**What to produce**
Locate every line below that contains the word "NatsWithJetStream" and copy it.

[Stored items from a collection]
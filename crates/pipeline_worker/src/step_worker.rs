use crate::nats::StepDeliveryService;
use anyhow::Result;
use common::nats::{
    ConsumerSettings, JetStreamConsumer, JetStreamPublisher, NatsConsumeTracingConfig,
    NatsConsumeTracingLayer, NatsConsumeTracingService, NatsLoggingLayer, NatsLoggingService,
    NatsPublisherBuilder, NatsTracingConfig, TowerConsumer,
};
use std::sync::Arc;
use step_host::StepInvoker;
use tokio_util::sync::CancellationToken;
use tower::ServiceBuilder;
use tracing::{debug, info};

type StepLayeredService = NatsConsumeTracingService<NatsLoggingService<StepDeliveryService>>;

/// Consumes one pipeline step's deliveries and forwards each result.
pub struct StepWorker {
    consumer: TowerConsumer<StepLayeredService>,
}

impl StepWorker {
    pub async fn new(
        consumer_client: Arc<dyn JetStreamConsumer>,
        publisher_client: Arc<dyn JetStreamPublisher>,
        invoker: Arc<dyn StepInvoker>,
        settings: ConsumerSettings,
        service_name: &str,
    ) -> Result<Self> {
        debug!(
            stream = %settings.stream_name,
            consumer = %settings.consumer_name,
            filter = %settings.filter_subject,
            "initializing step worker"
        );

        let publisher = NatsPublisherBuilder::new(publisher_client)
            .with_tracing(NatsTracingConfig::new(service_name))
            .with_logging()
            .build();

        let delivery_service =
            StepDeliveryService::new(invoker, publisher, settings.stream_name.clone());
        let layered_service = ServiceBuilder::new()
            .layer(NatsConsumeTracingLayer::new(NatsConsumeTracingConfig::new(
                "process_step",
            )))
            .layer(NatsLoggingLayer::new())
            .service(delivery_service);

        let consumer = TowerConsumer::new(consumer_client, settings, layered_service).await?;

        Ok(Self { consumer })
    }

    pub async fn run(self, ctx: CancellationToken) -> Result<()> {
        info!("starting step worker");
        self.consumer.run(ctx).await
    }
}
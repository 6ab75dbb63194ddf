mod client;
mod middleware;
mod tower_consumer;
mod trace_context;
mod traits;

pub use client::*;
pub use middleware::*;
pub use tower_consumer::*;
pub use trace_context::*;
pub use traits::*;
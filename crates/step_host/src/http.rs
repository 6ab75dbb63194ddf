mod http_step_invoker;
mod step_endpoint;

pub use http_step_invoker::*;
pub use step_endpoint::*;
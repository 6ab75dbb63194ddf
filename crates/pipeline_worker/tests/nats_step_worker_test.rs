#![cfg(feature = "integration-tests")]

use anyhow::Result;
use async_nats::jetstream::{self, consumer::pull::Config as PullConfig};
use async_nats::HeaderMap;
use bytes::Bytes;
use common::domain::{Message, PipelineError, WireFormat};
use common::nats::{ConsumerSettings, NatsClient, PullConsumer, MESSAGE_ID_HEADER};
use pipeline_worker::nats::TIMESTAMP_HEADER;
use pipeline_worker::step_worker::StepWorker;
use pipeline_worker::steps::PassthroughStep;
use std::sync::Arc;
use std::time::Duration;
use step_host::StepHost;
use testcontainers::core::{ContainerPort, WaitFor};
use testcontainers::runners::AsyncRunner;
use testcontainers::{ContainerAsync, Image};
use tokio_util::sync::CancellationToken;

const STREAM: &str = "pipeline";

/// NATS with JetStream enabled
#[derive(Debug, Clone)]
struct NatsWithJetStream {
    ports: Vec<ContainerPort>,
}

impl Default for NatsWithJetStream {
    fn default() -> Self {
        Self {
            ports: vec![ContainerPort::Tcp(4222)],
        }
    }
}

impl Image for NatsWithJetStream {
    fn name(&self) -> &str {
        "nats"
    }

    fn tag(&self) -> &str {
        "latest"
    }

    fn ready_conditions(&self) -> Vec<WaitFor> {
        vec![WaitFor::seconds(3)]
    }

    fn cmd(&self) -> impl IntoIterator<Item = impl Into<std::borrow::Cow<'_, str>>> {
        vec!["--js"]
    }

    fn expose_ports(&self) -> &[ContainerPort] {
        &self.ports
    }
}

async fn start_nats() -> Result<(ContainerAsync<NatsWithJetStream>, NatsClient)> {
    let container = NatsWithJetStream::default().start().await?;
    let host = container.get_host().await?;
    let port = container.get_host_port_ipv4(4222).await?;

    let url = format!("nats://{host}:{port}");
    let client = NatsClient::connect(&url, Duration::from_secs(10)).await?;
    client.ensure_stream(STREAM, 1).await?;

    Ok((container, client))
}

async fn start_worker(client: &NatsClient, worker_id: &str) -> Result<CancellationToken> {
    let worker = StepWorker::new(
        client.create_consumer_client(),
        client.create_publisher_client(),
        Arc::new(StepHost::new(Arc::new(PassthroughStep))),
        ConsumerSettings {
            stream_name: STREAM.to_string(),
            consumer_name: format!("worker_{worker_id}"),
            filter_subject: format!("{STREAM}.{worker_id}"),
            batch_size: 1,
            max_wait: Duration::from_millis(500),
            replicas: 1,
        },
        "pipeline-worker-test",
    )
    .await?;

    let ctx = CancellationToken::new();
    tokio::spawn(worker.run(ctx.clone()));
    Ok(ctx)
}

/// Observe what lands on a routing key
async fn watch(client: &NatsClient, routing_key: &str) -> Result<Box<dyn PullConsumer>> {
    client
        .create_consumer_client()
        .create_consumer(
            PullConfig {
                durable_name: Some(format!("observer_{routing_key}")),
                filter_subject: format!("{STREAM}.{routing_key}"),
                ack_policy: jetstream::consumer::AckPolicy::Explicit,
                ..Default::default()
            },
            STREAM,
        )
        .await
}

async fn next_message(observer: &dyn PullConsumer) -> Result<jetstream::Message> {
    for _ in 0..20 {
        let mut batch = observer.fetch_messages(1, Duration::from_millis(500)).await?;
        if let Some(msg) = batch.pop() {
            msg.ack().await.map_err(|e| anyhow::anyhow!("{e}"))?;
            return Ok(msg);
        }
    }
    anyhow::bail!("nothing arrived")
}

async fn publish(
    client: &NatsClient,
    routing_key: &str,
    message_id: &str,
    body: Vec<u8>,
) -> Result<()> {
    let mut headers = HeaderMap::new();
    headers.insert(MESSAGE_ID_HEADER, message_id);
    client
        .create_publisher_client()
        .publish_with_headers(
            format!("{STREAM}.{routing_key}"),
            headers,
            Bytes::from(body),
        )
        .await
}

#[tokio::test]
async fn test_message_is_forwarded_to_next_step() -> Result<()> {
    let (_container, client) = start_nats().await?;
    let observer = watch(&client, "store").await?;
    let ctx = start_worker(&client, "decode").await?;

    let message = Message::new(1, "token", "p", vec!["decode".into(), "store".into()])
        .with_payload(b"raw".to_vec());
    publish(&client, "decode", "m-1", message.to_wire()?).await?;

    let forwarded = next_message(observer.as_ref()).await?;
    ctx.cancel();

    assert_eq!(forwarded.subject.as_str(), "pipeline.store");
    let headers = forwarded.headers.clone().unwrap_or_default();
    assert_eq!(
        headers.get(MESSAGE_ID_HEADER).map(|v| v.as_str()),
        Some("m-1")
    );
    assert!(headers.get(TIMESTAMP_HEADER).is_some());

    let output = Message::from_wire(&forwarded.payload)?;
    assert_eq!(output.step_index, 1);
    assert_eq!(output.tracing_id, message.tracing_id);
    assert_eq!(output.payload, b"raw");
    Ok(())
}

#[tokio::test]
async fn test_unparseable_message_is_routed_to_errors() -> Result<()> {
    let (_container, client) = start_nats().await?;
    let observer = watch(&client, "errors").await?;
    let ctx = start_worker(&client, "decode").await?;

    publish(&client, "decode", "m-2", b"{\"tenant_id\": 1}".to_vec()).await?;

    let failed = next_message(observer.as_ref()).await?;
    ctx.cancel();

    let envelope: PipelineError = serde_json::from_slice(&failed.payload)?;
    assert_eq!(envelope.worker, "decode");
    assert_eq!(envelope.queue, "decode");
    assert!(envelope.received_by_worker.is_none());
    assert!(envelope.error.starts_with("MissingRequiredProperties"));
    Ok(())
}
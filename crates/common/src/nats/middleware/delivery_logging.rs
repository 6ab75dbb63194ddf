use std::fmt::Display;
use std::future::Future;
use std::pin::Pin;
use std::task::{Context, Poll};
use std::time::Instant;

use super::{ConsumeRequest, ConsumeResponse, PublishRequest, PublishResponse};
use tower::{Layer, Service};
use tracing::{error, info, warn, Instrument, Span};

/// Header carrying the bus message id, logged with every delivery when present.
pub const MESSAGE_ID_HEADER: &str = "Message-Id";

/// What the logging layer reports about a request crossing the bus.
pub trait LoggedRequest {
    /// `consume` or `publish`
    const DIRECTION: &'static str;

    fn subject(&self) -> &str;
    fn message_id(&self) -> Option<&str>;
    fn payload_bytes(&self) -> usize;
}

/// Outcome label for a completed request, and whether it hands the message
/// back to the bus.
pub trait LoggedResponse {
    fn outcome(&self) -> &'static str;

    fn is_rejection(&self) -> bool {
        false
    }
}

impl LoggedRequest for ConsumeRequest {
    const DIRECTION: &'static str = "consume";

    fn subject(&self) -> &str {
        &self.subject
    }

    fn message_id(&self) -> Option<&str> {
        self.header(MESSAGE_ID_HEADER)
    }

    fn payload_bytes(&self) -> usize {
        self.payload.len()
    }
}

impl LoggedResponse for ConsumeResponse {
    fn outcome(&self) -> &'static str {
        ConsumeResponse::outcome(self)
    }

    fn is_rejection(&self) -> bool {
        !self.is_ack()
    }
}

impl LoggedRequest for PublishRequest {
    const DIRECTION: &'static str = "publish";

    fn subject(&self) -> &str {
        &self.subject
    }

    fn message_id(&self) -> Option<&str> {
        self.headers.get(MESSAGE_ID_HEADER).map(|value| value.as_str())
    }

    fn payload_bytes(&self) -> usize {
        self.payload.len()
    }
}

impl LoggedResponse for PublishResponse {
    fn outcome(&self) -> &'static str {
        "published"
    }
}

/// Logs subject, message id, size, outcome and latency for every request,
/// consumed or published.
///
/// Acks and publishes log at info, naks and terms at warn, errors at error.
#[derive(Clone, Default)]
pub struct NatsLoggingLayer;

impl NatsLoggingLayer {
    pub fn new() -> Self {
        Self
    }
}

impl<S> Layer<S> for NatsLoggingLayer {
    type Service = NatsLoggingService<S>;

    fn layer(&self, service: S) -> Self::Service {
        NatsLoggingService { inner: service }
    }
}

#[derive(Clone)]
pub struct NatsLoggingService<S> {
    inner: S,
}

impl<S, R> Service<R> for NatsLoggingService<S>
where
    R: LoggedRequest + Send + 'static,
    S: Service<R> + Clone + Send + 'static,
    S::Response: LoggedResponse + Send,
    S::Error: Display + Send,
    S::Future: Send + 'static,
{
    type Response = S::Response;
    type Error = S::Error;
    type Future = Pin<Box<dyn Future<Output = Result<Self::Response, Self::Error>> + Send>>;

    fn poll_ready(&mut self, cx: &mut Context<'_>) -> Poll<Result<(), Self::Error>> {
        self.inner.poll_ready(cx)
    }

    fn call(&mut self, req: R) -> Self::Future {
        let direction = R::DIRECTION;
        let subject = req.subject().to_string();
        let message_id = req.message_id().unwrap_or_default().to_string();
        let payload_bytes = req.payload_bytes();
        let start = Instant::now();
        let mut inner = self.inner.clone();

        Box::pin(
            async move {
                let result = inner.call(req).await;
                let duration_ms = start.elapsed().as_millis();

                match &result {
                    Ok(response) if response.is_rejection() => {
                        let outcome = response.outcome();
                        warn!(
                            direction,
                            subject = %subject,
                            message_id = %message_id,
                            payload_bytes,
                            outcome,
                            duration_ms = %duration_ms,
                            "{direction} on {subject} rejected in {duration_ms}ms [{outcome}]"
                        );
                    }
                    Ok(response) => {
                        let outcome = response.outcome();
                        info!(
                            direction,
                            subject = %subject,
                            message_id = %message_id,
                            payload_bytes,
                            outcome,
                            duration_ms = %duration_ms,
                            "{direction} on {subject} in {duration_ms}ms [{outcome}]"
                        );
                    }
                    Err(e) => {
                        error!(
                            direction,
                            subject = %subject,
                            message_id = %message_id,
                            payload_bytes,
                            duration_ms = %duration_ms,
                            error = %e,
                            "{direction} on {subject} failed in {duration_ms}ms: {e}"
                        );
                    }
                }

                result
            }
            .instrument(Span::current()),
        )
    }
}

**Reply to the exercise**
struct NatsWithJetStream {
impl Default for NatsWithJetStream {
impl Image for NatsWithJetStream {
async fn start_nats() -> Result<(ContainerAsync<NatsWithJetStream>, NatsClient)> {
    let container = NatsWithJetStream::default().start().await?;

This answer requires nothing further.